» Prompt
Please give back word for word the lines of the material below between the line containing "if background.len() >" and the line containing "pub fn merge(self, newer: CharacterPatch)", inclusive.

--- The records ---

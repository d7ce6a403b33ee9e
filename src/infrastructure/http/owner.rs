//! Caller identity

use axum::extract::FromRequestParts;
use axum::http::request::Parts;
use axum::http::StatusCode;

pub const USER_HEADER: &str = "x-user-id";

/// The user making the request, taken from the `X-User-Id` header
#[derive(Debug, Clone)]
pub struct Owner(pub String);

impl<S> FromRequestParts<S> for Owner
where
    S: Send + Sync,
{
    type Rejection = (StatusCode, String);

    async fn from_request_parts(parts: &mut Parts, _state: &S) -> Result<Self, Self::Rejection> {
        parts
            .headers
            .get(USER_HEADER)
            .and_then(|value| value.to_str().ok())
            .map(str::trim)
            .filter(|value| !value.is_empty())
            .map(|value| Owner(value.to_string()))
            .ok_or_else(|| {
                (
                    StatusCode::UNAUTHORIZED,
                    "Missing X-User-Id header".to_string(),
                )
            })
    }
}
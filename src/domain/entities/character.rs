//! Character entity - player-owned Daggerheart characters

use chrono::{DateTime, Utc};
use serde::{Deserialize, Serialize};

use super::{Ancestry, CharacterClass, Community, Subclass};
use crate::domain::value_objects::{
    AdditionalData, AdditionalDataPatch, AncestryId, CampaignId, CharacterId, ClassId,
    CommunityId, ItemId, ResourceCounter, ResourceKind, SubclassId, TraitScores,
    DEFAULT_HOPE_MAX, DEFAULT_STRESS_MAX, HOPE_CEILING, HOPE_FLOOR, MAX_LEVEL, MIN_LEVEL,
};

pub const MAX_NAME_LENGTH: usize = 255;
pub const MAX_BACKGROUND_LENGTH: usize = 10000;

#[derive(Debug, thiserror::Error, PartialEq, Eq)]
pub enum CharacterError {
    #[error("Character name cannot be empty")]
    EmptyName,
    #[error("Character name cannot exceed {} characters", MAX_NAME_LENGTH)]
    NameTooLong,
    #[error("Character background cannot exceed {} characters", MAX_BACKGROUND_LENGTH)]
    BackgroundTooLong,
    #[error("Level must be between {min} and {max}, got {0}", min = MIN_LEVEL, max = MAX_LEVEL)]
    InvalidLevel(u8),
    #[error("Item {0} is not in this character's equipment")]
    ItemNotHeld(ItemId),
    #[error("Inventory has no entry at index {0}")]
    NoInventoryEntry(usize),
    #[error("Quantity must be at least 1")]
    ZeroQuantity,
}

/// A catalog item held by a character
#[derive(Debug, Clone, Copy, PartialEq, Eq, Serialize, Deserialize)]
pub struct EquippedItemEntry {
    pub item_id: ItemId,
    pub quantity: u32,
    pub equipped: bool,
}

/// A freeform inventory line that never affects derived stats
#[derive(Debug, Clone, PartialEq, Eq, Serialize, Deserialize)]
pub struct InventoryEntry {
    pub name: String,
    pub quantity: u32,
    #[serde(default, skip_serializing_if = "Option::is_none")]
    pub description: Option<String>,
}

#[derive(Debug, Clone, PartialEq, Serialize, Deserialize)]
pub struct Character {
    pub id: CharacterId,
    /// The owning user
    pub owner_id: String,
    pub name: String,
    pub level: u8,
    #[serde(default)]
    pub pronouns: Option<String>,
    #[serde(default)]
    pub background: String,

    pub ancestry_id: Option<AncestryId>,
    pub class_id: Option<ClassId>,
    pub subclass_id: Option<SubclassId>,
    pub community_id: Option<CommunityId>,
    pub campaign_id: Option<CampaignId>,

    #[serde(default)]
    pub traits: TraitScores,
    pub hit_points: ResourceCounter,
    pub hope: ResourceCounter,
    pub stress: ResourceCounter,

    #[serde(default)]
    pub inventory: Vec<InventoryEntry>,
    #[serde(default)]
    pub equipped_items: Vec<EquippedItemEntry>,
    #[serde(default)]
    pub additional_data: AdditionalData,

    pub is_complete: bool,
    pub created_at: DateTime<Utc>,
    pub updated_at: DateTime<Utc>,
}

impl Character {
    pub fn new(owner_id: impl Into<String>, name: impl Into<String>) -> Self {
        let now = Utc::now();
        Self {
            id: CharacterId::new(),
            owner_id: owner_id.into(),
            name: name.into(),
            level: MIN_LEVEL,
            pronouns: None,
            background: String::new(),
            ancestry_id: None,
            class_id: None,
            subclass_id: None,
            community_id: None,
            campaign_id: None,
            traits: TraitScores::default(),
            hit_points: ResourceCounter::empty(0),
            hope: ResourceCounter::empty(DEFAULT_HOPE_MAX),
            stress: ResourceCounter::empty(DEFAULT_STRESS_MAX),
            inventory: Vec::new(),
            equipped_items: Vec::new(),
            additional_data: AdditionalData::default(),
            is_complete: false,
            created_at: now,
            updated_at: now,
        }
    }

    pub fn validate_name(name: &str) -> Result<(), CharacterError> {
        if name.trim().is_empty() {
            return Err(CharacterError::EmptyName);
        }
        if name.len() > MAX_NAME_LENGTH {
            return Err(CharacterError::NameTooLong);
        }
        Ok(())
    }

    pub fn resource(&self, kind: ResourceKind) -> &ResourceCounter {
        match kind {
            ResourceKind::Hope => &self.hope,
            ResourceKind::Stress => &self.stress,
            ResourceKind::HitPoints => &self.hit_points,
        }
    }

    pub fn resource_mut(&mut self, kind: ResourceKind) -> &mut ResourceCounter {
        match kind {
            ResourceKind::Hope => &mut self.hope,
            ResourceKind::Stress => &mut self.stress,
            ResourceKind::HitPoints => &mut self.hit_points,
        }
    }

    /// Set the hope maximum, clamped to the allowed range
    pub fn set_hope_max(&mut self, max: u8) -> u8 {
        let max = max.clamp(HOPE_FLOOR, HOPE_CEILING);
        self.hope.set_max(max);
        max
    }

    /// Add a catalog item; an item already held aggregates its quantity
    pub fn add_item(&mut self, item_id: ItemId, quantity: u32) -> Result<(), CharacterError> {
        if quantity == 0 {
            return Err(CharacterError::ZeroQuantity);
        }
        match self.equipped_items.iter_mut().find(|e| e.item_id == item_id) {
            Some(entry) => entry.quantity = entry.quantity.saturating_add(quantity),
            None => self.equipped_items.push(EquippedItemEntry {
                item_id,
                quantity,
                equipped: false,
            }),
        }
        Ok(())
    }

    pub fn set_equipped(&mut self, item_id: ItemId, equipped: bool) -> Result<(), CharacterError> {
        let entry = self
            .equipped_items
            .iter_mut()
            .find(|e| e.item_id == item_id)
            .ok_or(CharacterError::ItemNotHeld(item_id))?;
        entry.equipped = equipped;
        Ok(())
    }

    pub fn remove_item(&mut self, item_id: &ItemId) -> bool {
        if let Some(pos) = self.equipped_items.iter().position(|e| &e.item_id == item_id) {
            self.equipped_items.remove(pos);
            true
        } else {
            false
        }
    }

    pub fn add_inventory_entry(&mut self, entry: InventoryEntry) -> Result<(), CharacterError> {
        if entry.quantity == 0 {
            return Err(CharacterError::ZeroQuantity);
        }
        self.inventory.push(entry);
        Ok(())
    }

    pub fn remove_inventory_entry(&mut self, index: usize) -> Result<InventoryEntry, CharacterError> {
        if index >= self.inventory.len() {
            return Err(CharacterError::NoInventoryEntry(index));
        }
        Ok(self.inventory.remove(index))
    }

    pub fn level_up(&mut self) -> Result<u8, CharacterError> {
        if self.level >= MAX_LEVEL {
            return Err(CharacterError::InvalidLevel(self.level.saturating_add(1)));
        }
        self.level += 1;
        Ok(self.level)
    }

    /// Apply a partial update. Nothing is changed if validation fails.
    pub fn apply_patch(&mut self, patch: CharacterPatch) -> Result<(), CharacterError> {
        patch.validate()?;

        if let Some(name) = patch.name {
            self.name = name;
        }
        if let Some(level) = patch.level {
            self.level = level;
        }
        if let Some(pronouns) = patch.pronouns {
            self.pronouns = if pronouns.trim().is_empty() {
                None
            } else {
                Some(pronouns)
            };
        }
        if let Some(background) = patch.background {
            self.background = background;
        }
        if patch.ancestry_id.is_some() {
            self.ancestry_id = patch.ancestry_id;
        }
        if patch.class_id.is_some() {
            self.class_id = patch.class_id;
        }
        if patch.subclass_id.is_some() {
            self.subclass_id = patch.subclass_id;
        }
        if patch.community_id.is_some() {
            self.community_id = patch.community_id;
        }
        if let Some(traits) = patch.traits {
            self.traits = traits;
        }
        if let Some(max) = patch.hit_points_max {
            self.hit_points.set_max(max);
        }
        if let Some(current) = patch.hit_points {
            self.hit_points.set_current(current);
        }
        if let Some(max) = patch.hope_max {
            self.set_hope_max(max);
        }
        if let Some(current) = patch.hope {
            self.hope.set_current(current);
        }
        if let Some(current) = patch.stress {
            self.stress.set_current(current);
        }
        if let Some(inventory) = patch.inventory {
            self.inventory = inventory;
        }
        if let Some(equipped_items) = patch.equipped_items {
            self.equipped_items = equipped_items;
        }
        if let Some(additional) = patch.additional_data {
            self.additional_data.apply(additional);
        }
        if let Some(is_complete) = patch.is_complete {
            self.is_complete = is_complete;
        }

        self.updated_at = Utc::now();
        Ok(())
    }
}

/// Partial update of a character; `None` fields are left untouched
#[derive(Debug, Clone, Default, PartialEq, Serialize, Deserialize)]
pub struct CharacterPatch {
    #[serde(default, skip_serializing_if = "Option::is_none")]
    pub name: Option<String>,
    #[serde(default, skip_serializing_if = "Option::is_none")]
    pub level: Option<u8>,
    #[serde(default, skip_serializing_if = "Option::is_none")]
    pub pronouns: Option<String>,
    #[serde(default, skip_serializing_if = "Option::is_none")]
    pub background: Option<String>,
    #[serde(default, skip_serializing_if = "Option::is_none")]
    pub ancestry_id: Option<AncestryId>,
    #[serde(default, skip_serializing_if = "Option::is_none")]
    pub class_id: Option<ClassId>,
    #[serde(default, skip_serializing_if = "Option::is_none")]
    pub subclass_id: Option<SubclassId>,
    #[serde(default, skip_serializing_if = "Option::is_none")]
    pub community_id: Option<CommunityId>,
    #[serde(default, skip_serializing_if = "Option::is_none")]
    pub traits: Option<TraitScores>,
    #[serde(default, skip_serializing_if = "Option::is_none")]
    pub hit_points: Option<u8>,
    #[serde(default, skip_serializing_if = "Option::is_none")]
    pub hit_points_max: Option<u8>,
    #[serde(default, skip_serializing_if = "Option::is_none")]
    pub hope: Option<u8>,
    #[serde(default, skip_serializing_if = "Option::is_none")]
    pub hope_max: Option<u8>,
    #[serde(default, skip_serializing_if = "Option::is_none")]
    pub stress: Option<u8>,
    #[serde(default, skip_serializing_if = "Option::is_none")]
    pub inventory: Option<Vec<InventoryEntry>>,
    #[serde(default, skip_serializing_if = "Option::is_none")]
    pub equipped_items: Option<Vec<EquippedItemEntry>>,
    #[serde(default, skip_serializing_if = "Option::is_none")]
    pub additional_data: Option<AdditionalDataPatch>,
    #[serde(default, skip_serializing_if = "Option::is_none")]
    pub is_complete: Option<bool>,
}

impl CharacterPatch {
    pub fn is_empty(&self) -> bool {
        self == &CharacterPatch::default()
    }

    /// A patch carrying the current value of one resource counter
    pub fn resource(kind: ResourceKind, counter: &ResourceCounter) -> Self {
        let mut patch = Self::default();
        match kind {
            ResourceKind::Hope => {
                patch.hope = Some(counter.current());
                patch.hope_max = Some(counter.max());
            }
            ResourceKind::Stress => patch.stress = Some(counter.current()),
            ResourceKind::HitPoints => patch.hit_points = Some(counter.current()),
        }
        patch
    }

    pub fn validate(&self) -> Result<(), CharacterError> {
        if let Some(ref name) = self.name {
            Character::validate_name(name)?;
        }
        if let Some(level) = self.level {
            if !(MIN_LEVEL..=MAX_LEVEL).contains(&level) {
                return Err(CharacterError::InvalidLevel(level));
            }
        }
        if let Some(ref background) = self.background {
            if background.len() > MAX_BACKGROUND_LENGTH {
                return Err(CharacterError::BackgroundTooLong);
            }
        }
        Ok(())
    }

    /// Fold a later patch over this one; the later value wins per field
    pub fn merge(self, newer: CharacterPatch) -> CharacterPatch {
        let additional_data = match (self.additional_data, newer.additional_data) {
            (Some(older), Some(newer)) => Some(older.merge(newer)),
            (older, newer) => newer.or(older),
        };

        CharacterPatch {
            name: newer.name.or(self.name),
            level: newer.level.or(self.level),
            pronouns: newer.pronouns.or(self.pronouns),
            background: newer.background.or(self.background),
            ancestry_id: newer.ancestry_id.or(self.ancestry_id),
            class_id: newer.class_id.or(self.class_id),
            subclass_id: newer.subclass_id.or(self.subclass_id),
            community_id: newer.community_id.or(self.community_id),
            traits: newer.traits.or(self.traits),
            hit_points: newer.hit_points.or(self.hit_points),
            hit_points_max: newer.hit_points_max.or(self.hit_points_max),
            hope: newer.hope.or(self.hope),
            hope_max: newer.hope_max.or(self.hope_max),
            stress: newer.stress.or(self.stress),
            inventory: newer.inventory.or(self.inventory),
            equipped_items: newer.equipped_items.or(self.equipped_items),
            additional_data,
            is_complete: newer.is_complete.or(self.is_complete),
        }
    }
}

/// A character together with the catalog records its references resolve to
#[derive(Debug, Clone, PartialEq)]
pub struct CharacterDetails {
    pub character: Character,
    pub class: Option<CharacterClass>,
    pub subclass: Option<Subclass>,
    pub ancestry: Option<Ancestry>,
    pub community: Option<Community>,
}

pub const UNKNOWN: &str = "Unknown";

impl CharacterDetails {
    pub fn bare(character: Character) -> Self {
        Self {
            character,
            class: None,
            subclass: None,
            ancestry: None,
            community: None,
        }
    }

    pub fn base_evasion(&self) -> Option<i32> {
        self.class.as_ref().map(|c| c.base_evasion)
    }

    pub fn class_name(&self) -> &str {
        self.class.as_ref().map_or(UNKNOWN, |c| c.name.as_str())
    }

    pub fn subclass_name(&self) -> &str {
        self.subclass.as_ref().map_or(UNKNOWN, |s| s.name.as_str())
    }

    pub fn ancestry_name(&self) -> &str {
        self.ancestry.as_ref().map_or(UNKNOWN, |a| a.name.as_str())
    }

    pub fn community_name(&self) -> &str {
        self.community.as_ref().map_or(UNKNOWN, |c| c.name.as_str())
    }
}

---
--- The records ---

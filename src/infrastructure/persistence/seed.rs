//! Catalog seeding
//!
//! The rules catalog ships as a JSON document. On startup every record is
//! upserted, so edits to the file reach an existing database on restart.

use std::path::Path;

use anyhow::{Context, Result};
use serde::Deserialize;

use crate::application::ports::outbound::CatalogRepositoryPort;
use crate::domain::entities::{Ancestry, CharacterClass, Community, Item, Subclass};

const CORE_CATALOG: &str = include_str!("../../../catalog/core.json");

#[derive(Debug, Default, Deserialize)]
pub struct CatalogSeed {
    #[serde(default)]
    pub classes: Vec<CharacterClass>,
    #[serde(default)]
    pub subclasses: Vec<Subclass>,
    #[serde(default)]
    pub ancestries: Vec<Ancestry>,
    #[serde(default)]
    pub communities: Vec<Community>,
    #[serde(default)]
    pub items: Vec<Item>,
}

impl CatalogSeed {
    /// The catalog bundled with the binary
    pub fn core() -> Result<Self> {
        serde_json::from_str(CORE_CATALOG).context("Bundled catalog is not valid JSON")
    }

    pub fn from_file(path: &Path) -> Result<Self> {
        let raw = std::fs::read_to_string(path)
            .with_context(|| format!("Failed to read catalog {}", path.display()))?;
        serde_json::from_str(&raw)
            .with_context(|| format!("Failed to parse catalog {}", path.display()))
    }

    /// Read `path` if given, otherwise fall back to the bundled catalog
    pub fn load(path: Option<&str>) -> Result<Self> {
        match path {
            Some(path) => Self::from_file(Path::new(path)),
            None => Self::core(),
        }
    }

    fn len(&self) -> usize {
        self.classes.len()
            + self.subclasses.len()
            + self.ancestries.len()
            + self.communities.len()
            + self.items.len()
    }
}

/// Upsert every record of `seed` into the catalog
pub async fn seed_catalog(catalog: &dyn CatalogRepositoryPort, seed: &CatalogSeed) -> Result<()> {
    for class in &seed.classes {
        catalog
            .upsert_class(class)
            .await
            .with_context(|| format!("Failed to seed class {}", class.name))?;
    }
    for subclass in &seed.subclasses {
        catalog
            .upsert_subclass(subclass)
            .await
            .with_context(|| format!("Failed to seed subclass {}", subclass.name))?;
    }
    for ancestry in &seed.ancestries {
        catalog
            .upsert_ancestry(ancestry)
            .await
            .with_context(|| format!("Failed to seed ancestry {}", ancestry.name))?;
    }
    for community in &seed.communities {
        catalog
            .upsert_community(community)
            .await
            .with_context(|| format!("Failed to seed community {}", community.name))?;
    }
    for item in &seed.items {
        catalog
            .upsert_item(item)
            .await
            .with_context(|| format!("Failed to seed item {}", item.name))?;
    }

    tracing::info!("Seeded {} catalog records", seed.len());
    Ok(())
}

---

» Written solution
            if background.len() > MAX_BACKGROUND_LENGTH {
                return Err(CharacterError::BackgroundTooLong);
            }
        }
        Ok(())
    }

    /// Fold a later patch over this one; the later value wins per field
    pub fn merge(self, newer: CharacterPatch) -> CharacterPatch {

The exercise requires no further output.